»»

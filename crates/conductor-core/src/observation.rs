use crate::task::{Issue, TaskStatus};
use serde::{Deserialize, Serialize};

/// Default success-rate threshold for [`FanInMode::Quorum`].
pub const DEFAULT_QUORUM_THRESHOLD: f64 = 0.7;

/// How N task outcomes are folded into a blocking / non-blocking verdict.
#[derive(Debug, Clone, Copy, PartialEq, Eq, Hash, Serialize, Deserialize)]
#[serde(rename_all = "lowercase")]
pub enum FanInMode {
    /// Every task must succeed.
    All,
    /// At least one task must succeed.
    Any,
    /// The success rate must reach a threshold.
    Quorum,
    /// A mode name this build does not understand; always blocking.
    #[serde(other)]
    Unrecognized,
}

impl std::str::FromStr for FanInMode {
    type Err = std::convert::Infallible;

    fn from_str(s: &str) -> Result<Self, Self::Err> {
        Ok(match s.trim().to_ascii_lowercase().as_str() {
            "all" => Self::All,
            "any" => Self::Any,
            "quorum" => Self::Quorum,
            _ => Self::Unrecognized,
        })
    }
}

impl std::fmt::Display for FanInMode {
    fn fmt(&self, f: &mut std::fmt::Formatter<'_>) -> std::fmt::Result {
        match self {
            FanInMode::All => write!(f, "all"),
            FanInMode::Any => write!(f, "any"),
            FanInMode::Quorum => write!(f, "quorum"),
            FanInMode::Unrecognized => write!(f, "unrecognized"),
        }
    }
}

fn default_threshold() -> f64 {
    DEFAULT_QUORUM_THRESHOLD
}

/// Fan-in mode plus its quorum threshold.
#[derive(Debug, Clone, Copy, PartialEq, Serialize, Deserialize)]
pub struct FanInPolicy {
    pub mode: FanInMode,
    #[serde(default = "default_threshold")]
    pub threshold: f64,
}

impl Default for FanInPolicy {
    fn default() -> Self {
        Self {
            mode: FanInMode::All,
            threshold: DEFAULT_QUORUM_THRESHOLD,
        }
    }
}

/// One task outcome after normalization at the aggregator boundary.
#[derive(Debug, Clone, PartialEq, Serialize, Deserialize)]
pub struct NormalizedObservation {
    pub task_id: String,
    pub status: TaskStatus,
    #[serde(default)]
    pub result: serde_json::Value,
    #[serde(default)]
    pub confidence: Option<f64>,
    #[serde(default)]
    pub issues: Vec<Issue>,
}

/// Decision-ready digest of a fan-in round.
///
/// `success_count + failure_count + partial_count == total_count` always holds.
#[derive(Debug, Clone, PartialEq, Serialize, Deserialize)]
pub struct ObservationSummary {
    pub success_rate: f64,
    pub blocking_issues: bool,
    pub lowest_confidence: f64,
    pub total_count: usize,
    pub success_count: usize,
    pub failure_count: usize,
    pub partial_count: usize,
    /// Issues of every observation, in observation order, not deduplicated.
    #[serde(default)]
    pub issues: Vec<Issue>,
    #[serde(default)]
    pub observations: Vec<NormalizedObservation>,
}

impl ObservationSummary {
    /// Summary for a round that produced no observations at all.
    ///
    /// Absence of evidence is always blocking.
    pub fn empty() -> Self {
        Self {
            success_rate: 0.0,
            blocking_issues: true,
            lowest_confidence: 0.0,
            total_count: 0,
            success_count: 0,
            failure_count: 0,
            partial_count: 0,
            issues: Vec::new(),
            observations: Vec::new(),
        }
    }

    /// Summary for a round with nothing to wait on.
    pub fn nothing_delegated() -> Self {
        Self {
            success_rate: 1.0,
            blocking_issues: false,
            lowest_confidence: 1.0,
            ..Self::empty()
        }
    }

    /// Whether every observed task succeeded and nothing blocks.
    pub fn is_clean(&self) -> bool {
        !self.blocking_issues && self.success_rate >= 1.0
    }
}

««

YOUR GOAL: Within the material above, transcribe exactly the lines that run from the line holding "fn default() ->" through the line holding "pub struct NormalizedObservation".

RESPONSE:
    fn default() -> Self {
        Self {
            mode: FanInMode::All,
            threshold: DEFAULT_QUORUM_THRESHOLD,
        }
    }
}

/// One task outcome after normalization at the aggregator boundary.
#[derive(Debug, Clone, PartialEq, Serialize, Deserialize)]
pub struct NormalizedObservation {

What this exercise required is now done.